▶ TASK TO CARRY OUT
Range to reproduce from the entries below: the line with "impl<'a, const N: usize, T: TimeSource>", the line with "if task.ready_time() <= now", and every line in between. Give them exactly and give nothing else.

▶ DATA SHOWN
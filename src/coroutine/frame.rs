// Type-erased coroutine frames
//
// A frame is one arena allocation: a header (parent link, catch flag)
// followed by the coroutine's slot. The chain only ever sees a FrameRef
// and drives the frame through a per-type static vtable.

use core::alloc::Layout;
use core::marker::PhantomData;
use core::mem;
use core::ptr::NonNull;

use super::context::Context;
use super::{Coroutine, Step};
use crate::error::{Error, Fault, Violation};
use crate::memory::{Arena, Region};

pub(crate) enum Progress {
    Pending,
    Completed,
    Failed(Fault),
}

enum Slot<C: Coroutine> {
    Live(C),
    Done(C::Output),
    Failed(Fault),
    Taken,
}

#[derive(Clone, Copy)]
pub(crate) struct Header {
    pub parent: Option<FrameRef>,
    /// failure is delivered to the parent's join instead of cascading
    pub catches: bool,
}

// header must stay first so it can be read without knowing C
#[repr(C)]
struct FrameCell<C: Coroutine> {
    header: Header,
    slot: Slot<C>,
}

pub(crate) struct VTable {
    pub resume: unsafe fn(NonNull<u8>, &mut Context<'_>) -> Progress,
    pub fail: unsafe fn(NonNull<u8>, Fault),
    pub finalize: unsafe fn(NonNull<u8>),
    pub layout: Layout,
}

struct VTableOf<C>(PhantomData<C>);

impl<C: Coroutine> VTableOf<C> {
    const VTABLE: &'static VTable = &VTable {
        resume: resume_frame::<C>,
        fail: fail_frame::<C>,
        finalize: finalize_frame::<C>,
        layout: Layout::new::<FrameCell<C>>(),
    };
}

#[derive(Clone, Copy)]
pub(crate) struct FrameRef {
    pub region: Region,
    /// per-chain spawn counter, ties a Call handle to exactly one frame
    pub serial: u32,
    pub vtable: &'static VTable,
}

impl FrameRef {
    #[inline]
    pub fn ptr(&self, arena: &dyn Arena) -> NonNull<u8> {
        arena.as_ptr(self.region)
    }
}

/// Move `coroutine` into a fresh frame carved from `arena`
pub(crate) fn emplace<C: Coroutine + 'static>(
    arena: &dyn Arena,
    parent: Option<FrameRef>,
    catches: bool,
    serial: u32,
    coroutine: C,
) -> Result<FrameRef, Error> {
    let vtable = VTableOf::<C>::VTABLE;
    let region = arena.allocate(vtable.layout)?;
    let cell = FrameCell {
        header: Header { parent, catches },
        slot: Slot::Live(coroutine),
    };
    // SAFETY: region was just allocated with FrameCell<C>'s layout.
    unsafe { arena.as_ptr(region).cast::<FrameCell<C>>().as_ptr().write(cell) };
    log::trace!("frame #{}: {} bytes @{}", serial, region.len, region.offset);
    Ok(FrameRef {
        region,
        serial,
        vtable,
    })
}

/// Finalize `frame` and give its bytes back. The caller must already
/// have unlinked it.
pub(crate) fn release(arena: &dyn Arena, frame: FrameRef) -> Result<(), Error> {
    // SAFETY: frame is live and unlinked, so nothing finalizes it again.
    unsafe { (frame.vtable.finalize)(frame.ptr(arena)) };
    log::trace!("frame #{}: released", frame.serial);
    arena.deallocate(frame.region)
}

/// # Safety
/// `ptr` must point at a live frame.
pub(crate) unsafe fn header(ptr: NonNull<u8>) -> Header {
    unsafe { ptr.cast::<Header>().as_ptr().read() }
}

/// Take the finished output out of a frame created for `C`.
///
/// # Safety
/// `ptr` must point at a live frame built by `emplace::<C>`.
pub(crate) unsafe fn take_output<C: Coroutine>(ptr: NonNull<u8>) -> Result<C::Output, Fault> {
    let cell = unsafe { &mut *ptr.cast::<FrameCell<C>>().as_ptr() };
    match mem::replace(&mut cell.slot, Slot::Taken) {
        Slot::Done(output) => Ok(output),
        Slot::Failed(fault) => Err(fault),
        other => {
            cell.slot = other;
            Err(Error::assertion(Violation::NotJoinable).into())
        }
    }
}

unsafe fn resume_frame<C: Coroutine>(ptr: NonNull<u8>, cx: &mut Context<'_>) -> Progress {
    let cell = unsafe { &mut *ptr.cast::<FrameCell<C>>().as_ptr() };
    let Slot::Live(coroutine) = &mut cell.slot else {
        return Progress::Completed;
    };
    match coroutine.resume(cx) {
        Step::Pending => Progress::Pending,
        Step::Ready(output) => {
            cell.slot = Slot::Done(output);
            Progress::Completed
        }
        Step::Failed(fault) => {
            cell.slot = Slot::Failed(fault);
            Progress::Failed(fault)
        }
    }
}

unsafe fn fail_frame<C: Coroutine>(ptr: NonNull<u8>, fault: Fault) {
    let cell = unsafe { &mut *ptr.cast::<FrameCell<C>>().as_ptr() };
    cell.slot = Slot::Failed(fault);
}

unsafe fn finalize_frame<C: Coroutine>(ptr: NonNull<u8>) {
    unsafe { ptr.cast::<FrameCell<C>>().as_ptr().drop_in_place() };
}
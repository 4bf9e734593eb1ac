// Round-robin scheduler without priorities
//
// Every spin visits the registered tasks in registration order and
// resumes each one that is due and whose awaitable has settled, once.
// Exited tasks drop out of the rotation. No queues and no ordering by
// priority or due time.

use super::clock::TimeSource;
use super::task::Schedulable;
use crate::error::{Error, Violation, ensure};

pub struct LinearScheduler<'a, const N: usize, T: TimeSource> {
    tasks: heapless::Vec<&'a mut dyn Schedulable, N>,
    clock: T,
}

impl<'a, const N: usize, T: TimeSource> LinearScheduler<'a, N, T> {
    pub fn new(clock: T) -> Self {
        Self {
            tasks: heapless::Vec::new(),
            clock,
        }
    }

    pub fn add(&mut self, task: &'a mut dyn Schedulable) -> Result<(), Error> {
        ensure!(!self.tasks.is_full(), Violation::SchedulerFull);
        if task.is_exited() {
            log::warn!("linear: {} registered after it exited", task.name());
            return Ok(());
        }
        if self.tasks.push(task).is_err() {
            return Err(Error::assertion(Violation::SchedulerFull));
        }
        Ok(())
    }

    /// One pass over the rotation. Returns how many tasks ran.
    pub fn spin(&mut self) -> usize {
        let now = self.clock.now();
        let mut resumed = 0;
        let mut i = 0;
        while i < self.tasks.len() {
            let task = &mut *self.tasks[i];
            if task.ready_time() <= now && task.is_resumable(now) {
                task.make_ready();
                let outcome = task.resume(now);
                log::trace!("[{}] linear: {} {:?}", now, task.name(), outcome);
                resumed += 1;
            }
            if task.is_exited() {
                log::debug!("[{}] linear: {} left the rotation", now, task.name());
                self.tasks.remove(i);
            } else {
                i += 1;
            }
        }
        resumed
    }

    /// Tasks still in the rotation
    pub fn len(&self) -> usize {
        self.tasks.len()
    }

    pub fn is_empty(&self) -> bool {
        self.tasks.is_empty()
    }

    pub const fn capacity(&self) -> usize {
        N
    }

    /// Every task has exited
    pub fn is_done(&self) -> bool {
        self.tasks.is_empty()
    }
}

▶ ANSWER BOX
impl<'a, const N: usize, T: TimeSource> LinearScheduler<'a, N, T> {
    pub fn new(clock: T) -> Self {
        Self {
            tasks: heapless::Vec::new(),
            clock,
        }
    }

    pub fn add(&mut self, task: &'a mut dyn Schedulable) -> Result<(), Error> {
        ensure!(!self.tasks.is_full(), Violation::SchedulerFull);
        if task.is_exited() {
            log::warn!("linear: {} registered after it exited", task.name());
            return Ok(());
        }
        if self.tasks.push(task).is_err() {
            return Err(Error::assertion(Violation::SchedulerFull));
        }
        Ok(())
    }

    /// One pass over the rotation. Returns how many tasks ran.
    pub fn spin(&mut self) -> usize {
        let now = self.clock.now();
        let mut resumed = 0;
        let mut i = 0;
        while i < self.tasks.len() {
            let task = &mut *self.tasks[i];
            if task.ready_time() <= now && task.is_resumable(now) {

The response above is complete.